WHAT YOU ARE ASKED TO DO: For each line below that contains the word "arithmetic", return that line.
##########
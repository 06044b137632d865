//! Money calculation utilities using rust_decimal for precision
//!
//! All fee arithmetic is done in `Decimal` internally, then converted to
//! `f64` for storage/serialization. Fees are stored at full precision;
//! rounding to 2 decimal places is display-only.

use crate::cart::{Cart, CartLine};
use crate::settlement::SettlementError;
use rust_decimal::prelude::*;

/// Rounding for displayed monetary values (2 decimal places, half-up)
const DECIMAL_PLACES: u32 = 2;

/// Tolerance for monetary comparisons (0.01)
pub const MONEY_TOLERANCE: Decimal = Decimal::from_parts(1, 0, 0, false, 2);

/// Maximum allowed price per item (€1,000,000)
const MAX_PRICE: f64 = 1_000_000.0;
/// Maximum allowed quantity per line
const MAX_QUANTITY: i64 = 9999;

/// The three amounts a settlement moves.
///
/// `original_fee` is the cart subtotal S (the restaurant receives exactly S);
/// `service_fee` is the platform's cut layered on top: S × 15/85, so the
/// service fee is 15% of the grand total the customer pays.
/// `total_fee = original_fee + service_fee`.
#[derive(Debug, Clone, Copy, PartialEq)]
pub struct FeeSplit {
    pub original_fee: f64,
    pub service_fee: f64,
    pub total_fee: f64,
}

/// Convert f64 to Decimal for calculation
#[inline]
pub fn to_decimal(value: f64) -> Decimal {
    Decimal::from_f64(value).unwrap_or_default()
}

/// Convert Decimal back to f64 at full precision (fee storage)
#[inline]
pub fn to_f64_exact(value: Decimal) -> f64 {
    value.to_f64().unwrap_or_default()
}

/// Convert Decimal back to f64 rounded to 2 decimal places (display)
#[inline]
pub fn to_f64(value: Decimal) -> f64 {
    value
        .round_dp_with_strategy(DECIMAL_PLACES, RoundingStrategy::MidpointAwayFromZero)
        .to_f64()
        .unwrap_or_default()
}

/// Validate a f64 value is finite (not NaN, not Infinity)
#[inline]
fn require_finite(value: f64, field_name: &str) -> Result<(), SettlementError> {
    if !value.is_finite() {
        return Err(SettlementError::InvalidOperation(format!(
            "{} must be a finite number, got {}",
            field_name, value
        )));
    }
    Ok(())
}

/// Validate a cart line before settlement
pub fn validate_cart_line(line: &CartLine) -> Result<(), SettlementError> {
    require_finite(line.price, "price")?;
    if line.price < 0.0 {
        return Err(SettlementError::InvalidOperation(format!(
            "price must be non-negative, got {}",
            line.price
        )));
    }
    if line.price > MAX_PRICE {
        return Err(SettlementError::InvalidOperation(format!(
            "price exceeds maximum allowed ({}), got {}",
            MAX_PRICE, line.price
        )));
    }
    if line.quantity <= 0 {
        return Err(SettlementError::InvalidOperation(format!(
            "quantity must be positive, got {}",
            line.quantity
        )));
    }
    if line.quantity > MAX_QUANTITY {
        return Err(SettlementError::InvalidOperation(format!(
            "quantity exceeds maximum allowed ({}), got {}",
            MAX_QUANTITY, line.quantity
        )));
    }
    Ok(())
}

/// Validate a standalone payment amount (top-up, cashback)
pub fn validate_amount(amount: f64) -> Result<(), SettlementError> {
    require_finite(amount, "amount")?;
    if amount <= 0.0 {
        return Err(SettlementError::InvalidOperation(format!(
            "amount must be positive, got {}",
            amount
        )));
    }
    if amount > MAX_PRICE {
        return Err(SettlementError::InvalidOperation(format!(
            "amount exceeds maximum allowed ({}), got {}",
            MAX_PRICE, amount
        )));
    }
    Ok(())
}

/// Cart subtotal with precise decimal arithmetic: Σ price × quantity
pub fn cart_subtotal(cart: &Cart) -> Decimal {
    cart.lines()
        .map(|l| to_decimal(l.price) * Decimal::from(l.quantity))
        .sum()
}

/// Compute the fee split for a subtotal S.
///
/// service_fee = S × 15/85; total = S × 100/85. The restaurant still
/// receives exactly S after the platform's cut is layered on top rather
/// than deducted from S.
pub fn split_subtotal(subtotal: Decimal) -> FeeSplit {
    let service = subtotal * Decimal::from(15) / Decimal::from(85);
    FeeSplit {
        original_fee: to_f64_exact(subtotal),
        service_fee: to_f64_exact(service),
        total_fee: to_f64_exact(subtotal + service),
    }
}

/// Compare two monetary values for equality (within 0.01 tolerance)
pub fn money_eq(a: f64, b: f64) -> bool {
    let diff = (to_decimal(a) - to_decimal(b)).abs();
    diff < MONEY_TOLERANCE
}

#[cfg(test)]
mod tests {
    use super::*;
    use shared::models::Item;

    fn cart_of(lines: &[(i64, f64, i64)]) -> Cart {
        let store = crate::cart::CartStore::new();
        for (id, price, qty) in lines {
            let item = Item {
                id: *id,
                restaurant_id: 1,
                category_id: 1,
                name: format!("Item {id}"),
                description: None,
                price: *price,
                created_at: 0,
            };
            store.add_item(1, &item, *qty).unwrap();
        }
        store.get(1)
    }

    #[test]
    fn decimal_beats_f64_accumulation() {
        // Classic floating point problem: 0.1 + 0.2 != 0.3
        let sum_f64 = 0.1_f64 + 0.2_f64;
        assert_ne!(sum_f64, 0.3);
        let sum_dec = to_decimal(0.1) + to_decimal(0.2);
        assert_eq!(to_f64(sum_dec), 0.3);
    }

    #[test]
    fn subtotal_of_mixed_cart() {
        // {item A: 10.00 × 2, item B: 5.00 × 1} → S = 25.00
        let cart = cart_of(&[(1, 10.0, 2), (2, 5.0, 1)]);
        assert_eq!(cart_subtotal(&cart), Decimal::from(25));
    }

    #[test]
    fn fee_split_of_25_euro_cart() {
        // S = 25.00 → service = 25·15/85 ≈ 4.4118, total ≈ 29.4118
        let split = split_subtotal(Decimal::from(25));
        assert_eq!(split.original_fee, 25.0);
        assert!((split.service_fee - 25.0 * 15.0 / 85.0).abs() < 1e-6);
        assert!((split.total_fee - (25.0 + 25.0 * 15.0 / 85.0)).abs() < 1e-6);
        assert!((split.total_fee - 29.4118).abs() < 1e-4);
    }

    #[test]
    fn fee_split_holds_across_magnitudes() {
        for s in [0.01_f64, 1.0, 8.5, 17.0, 99.99, 1234.56, 100_000.0] {
            let split = split_subtotal(to_decimal(s));
            assert!(
                (split.service_fee - s * 15.0 / 85.0).abs() < 1e-6,
                "service fee drifted for subtotal {s}"
            );
            assert!(
                (split.total_fee - (split.original_fee + split.service_fee)).abs() < 1e-6,
                "total is not the sum of its parts for subtotal {s}"
            );
        }
    }

    #[test]
    fn restaurant_receives_exactly_the_subtotal() {
        // 85% of the grand total is the restaurant's share: total × 0.85 == S
        let split = split_subtotal(Decimal::from(25));
        assert!((split.total_fee * 0.85 - split.original_fee).abs() < 1e-6);
        // and the service fee is 15% of the grand total
        assert!((split.total_fee * 0.15 - split.service_fee).abs() < 1e-6);
    }

    #[test]
    fn zero_subtotal_splits_to_zero() {
        let split = split_subtotal(Decimal::ZERO);
        assert_eq!(split.original_fee, 0.0);
        assert_eq!(split.service_fee, 0.0);
        assert_eq!(split.total_fee, 0.0);
    }

    #[test]
    fn accumulation_precision() {
        // 100 lines at €0.01 each
        let mut total = Decimal::ZERO;
        for _ in 0..100 {
            total += to_decimal(0.01);
        }
        assert_eq!(to_f64(total), 1.0);
    }

    #[test]
    fn validate_rejects_nan_and_infinite_prices() {
        let mut line = CartLine {
            item_id: 1,
            name: "x".into(),
            price: f64::NAN,
            quantity: 1,
            restaurant_id: 1,
        };
        assert!(validate_cart_line(&line).is_err());
        line.price = f64::INFINITY;
        assert!(validate_cart_line(&line).is_err());
        line.price = -1.0;
        assert!(validate_cart_line(&line).is_err());
        line.price = MAX_PRICE + 1.0;
        assert!(validate_cart_line(&line).is_err());
        line.price = 9.5;
        assert!(validate_cart_line(&line).is_ok());
    }

    #[test]
    fn validate_rejects_bad_quantities() {
        let mut line = CartLine {
            item_id: 1,
            name: "x".into(),
            price: 1.0,
            quantity: 0,
            restaurant_id: 1,
        };
        assert!(validate_cart_line(&line).is_err());
        line.quantity = -2;
        assert!(validate_cart_line(&line).is_err());
        line.quantity = 10_000;
        assert!(validate_cart_line(&line).is_err());
    }

    #[test]
    fn validate_amount_bounds() {
        assert!(validate_amount(10.0).is_ok());
        assert!(validate_amount(0.0).is_err());
        assert!(validate_amount(-5.0).is_err());
        assert!(validate_amount(f64::NAN).is_err());
        assert!(validate_amount(MAX_PRICE + 1.0).is_err());
    }

    #[test]
    fn money_eq_tolerance() {
        assert!(money_eq(100.0, 100.0));
        assert!(money_eq(100.004, 100.006));
        assert!(!money_eq(100.0, 100.02));
    }
}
##########
TASK OUTPUT:
//! All fee arithmetic is done in `Decimal` internally, then converted to
/// Cart subtotal with precise decimal arithmetic: Σ price × quantity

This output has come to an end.